January 31, 2022 - 1:31pm

You can take the teacher out of the classroom but you cannot take the classroom out of the teacher.

The Popular Primary of the Left, just completed, was invented by French academics in an attempt to create a strong and united Left-wing campaign for the French presidential elections in April.

The seven candidates were graded like undergraduates or PhD students with scores ranging from ‘good’ to ‘inadequate’. The winner, Christiane Taubira, a former Socialist justice minister, received a “bien plus” (somewhat better than good). Anne Hidalgo, the official Socialist candidate, came fifth with “passable plus” (slightly more than adequate). The last of the seven candidates, an unknown 24 years old, Anna Agueb-Porterie, was judged “insuffisant” (inadequate).   

The popular primary, independent of all political parties or factions, was seen by its promoters as a way to reconnect French politics with the grassroots.
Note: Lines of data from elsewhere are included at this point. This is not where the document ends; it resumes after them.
//! Analysis configuration
//!
//! Everything that parameterizes one run: band, sampling scale, unit
//! conversion, period rule, missing-sample policy and export options.
//! Loaded from TOML; every field has a default matching the GHSL
//! built-up surface product.

use std::fs;
use std::path::{Path, PathBuf};

use log::debug;
use serde::Deserialize;

use crate::export::palette::Palette;
use crate::pipeline::aggregator::DEFAULT_MAX_SAMPLES;
use crate::pipeline::errors::{GrowthError, GrowthResult};
use crate::pipeline::period::PeriodRule;
use crate::pipeline::time_series::{MissingSamplePolicy, SQ_METERS_PER_SQ_KM};

/// Default built-up band name
pub const DEFAULT_BAND: &str = "built_surface";
/// Default sampling resolution in map units
pub const DEFAULT_SCALE: f64 = 100.0;

#[derive(Debug, Clone, Deserialize)]
#[serde(default, deny_unknown_fields)]
pub struct AnalysisConfig {
    pub band: String,
    pub scale: f64,
    /// Upper bound on sample cells per layer
    pub max_samples: u64,
    pub unit_divisor: f64,
    pub period: PeriodConfig,
    pub missing: MissingSamplePolicy,
    pub export: ExportConfig,
}

impl Default for AnalysisConfig {
    fn default() -> Self {
        AnalysisConfig {
            band: DEFAULT_BAND.to_string(),
            scale: DEFAULT_SCALE,
            max_samples: DEFAULT_MAX_SAMPLES,
            unit_divisor: SQ_METERS_PER_SQ_KM,
            period: PeriodConfig::default(),
            missing: MissingSamplePolicy::default(),
            export: ExportConfig::default(),
        }
    }
}

/// How layer periods are derived
#[derive(Debug, Clone, PartialEq, Deserialize)]
#[serde(tag = "rule", rename_all = "kebab-case")]
pub enum PeriodConfig {
    CalendarYear,
    Pattern { pattern: String },
}

impl Default for PeriodConfig {
    fn default() -> Self {
        PeriodConfig::CalendarYear
    }
}

/// Color ramp and value range used to render a grid
#[derive(Debug, Clone, PartialEq, Deserialize)]
#[serde(deny_unknown_fields)]
pub struct RenderStyle {
    /// Built-in palette name or comma-separated hex colors
    pub palette: String,
    pub min: f64,
    pub max: f64,
}

impl RenderStyle {
    pub fn new(palette: &str, min: f64, max: f64) -> Self {
        RenderStyle { palette: palette.to_string(), min, max }
    }
}

#[derive(Debug, Clone, Deserialize)]
#[serde(default, deny_unknown_fields)]
pub struct ExportConfig {
    pub output_dir: PathBuf,
    /// File stem of the CSV table
    pub table_name: String,
    /// Periods to export as snapshot maps; empty means first and last
    pub snapshot_periods: Vec<i32>,
    pub builtup_style: RenderStyle,
    pub change_style: RenderStyle,
    pub boundary_palette: String,
    /// Boundary line width in pixels
    pub boundary_width: u32,
    /// Export the clipped multi-page stack
    pub write_stack: bool,
}

impl Default for ExportConfig {
    fn default() -> Self {
        ExportConfig {
            output_dir: PathBuf::from("output"),
            table_name: "GHSL_Builtup_Area_and_Growth".to_string(),
            snapshot_periods: Vec::new(),
            builtup_style: RenderStyle::new("builtup", 0.0, 1.0),
            change_style: RenderStyle::new("change", -1.0, 1.0),
            boundary_palette: "boundary".to_string(),
            boundary_width: 3,
            write_stack: true,
        }
    }
}

impl AnalysisConfig {
    /// Parse configuration from TOML text and validate it
    pub fn from_str(content: &str) -> GrowthResult<Self> {
        let config: AnalysisConfig = toml::from_str(content)?;
        config.validate()?;
        Ok(config)
    }

    /// Load configuration from a TOML file
    pub fn from_file<P: AsRef<Path>>(path: P) -> GrowthResult<Self> {
        let path = path.as_ref();
        debug!("Loading configuration from {}", path.display());
        let content = fs::read_to_string(path)?;
        Self::from_str(&content)
    }

    /// Check value ranges, the period pattern and palette names
    pub fn validate(&self) -> GrowthResult<()> {
        if self.band.trim().is_empty() {
            return Err(GrowthError::Config("band name must not be empty".to_string()));
        }
        if !self.scale.is_finite() || self.scale <= 0.0 {
            return Err(GrowthError::Config(format!("scale must be positive, got {}", self.scale)));
        }
        if self.max_samples == 0 {
            return Err(GrowthError::Config("max_samples must be at least 1".to_string()));
        }
        if !self.unit_divisor.is_finite() || self.unit_divisor <= 0.0 {
            return Err(GrowthError::Config(format!(
                "unit_divisor must be positive, got {}", self.unit_divisor
            )));
        }

        self.period_rule()?;

        for style in [&self.export.builtup_style, &self.export.change_style] {
            if !(style.min < style.max) {
                return Err(GrowthError::Config(format!(
                    "palette '{}' needs min < max, got {}..{}", style.palette, style.min, style.max
                )));
            }
            Palette::resolve(&style.palette)?;
        }
        Palette::resolve(&self.export.boundary_palette)?;

        if self.export.boundary_width == 0 {
            return Err(GrowthError::Config("boundary_width must be at least 1".to_string()));
        }
        Ok(())
    }

    /// Compiled period rule
    pub fn period_rule(&self) -> GrowthResult<PeriodRule> {
        match &self.period {
            PeriodConfig::CalendarYear => Ok(PeriodRule::CalendarYear),
            PeriodConfig::Pattern { pattern } => PeriodRule::pattern(pattern),
        }
    }
}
It was inspired partly by the bottom-up ideas of the Gilets Jaunes (yellow vest) movement of 2018-9. It was shaped by the near-certainty — now a reality – that the Left would run lots of competing candidates this year and that none would get near the two-candidate second round on 24 April. 

Another motive was to weaken the tyranny of opinion polls which play an even bigger role in French elections than elsewhere. France’s two-round system and the weakness of the old political parties or families of centre-Right and centre-Left make French polls almost part of the electoral machinery, not just a commentary on it.

The outcome of the four-day, online primary, was in effect a giant opinion poll, rather than a classic primary, with a computer programme working out the winner. Three of the candidates, those already in the election campaign proper, had rejected the results in advance (while secretly hoping to do well). The winner, Ms Taubira, who is 70 this week, says she wants to unite the Left but will now divide it further.

She will add to the six Left-wing candidates who are already in the first-round race. She currently has 3% support. She hopes that her primary “victory” will give her such momentum that other candidates will drop out and support her.

How would such momentum be observed? In the opinion polls of course. The “real” Left-wing primary will, despite the best intentions of the Primaire Populaire, be conducted there.

If one of the seven Lefties pushes ahead of the others, a large number of people could decide to switch their votes to push a Left-winger — any Left-winger — into contention for the two places in the run-off. The beneficiary is unlikely to be Ms Taubira, who has no party and no programme (so far).

It is more likely to be the hard-Left candidate Jean-Luc Mélenchon who benefitted from a similar “useful vote” in the weeks before the first round in 2017. He is currently on 10%. He has little chance of reaching a second round that will likely be a contest between President Emmanuel Macron and one of a trio of candidates from the Right and far-Right.

So has the Popular Primary been a pointless flop? In the short term, yes. As an exercise in grassroots democracy, it was quite impressive. Almost 500,000 people signed up to take part and 392,738 (80.1%) of them voted. Many of them were young people with no allegiance to the many existing parties and factions of the French Left. 

In the long term, the Primaire Populaire — perhaps with a less bizarre voting system — may provide the machinery for the creation of a new, broad French movement of the Left and Greens.

For its first effort, I’d say that its grade should be level 4 out of 5 – “passable moins”, slightly less than adequate.


John Lichfield was Paris correspondent of The Independent for 20 years. Half-English and half-Belgian, he was born in Stoke-on-Trent and lives in Normandy.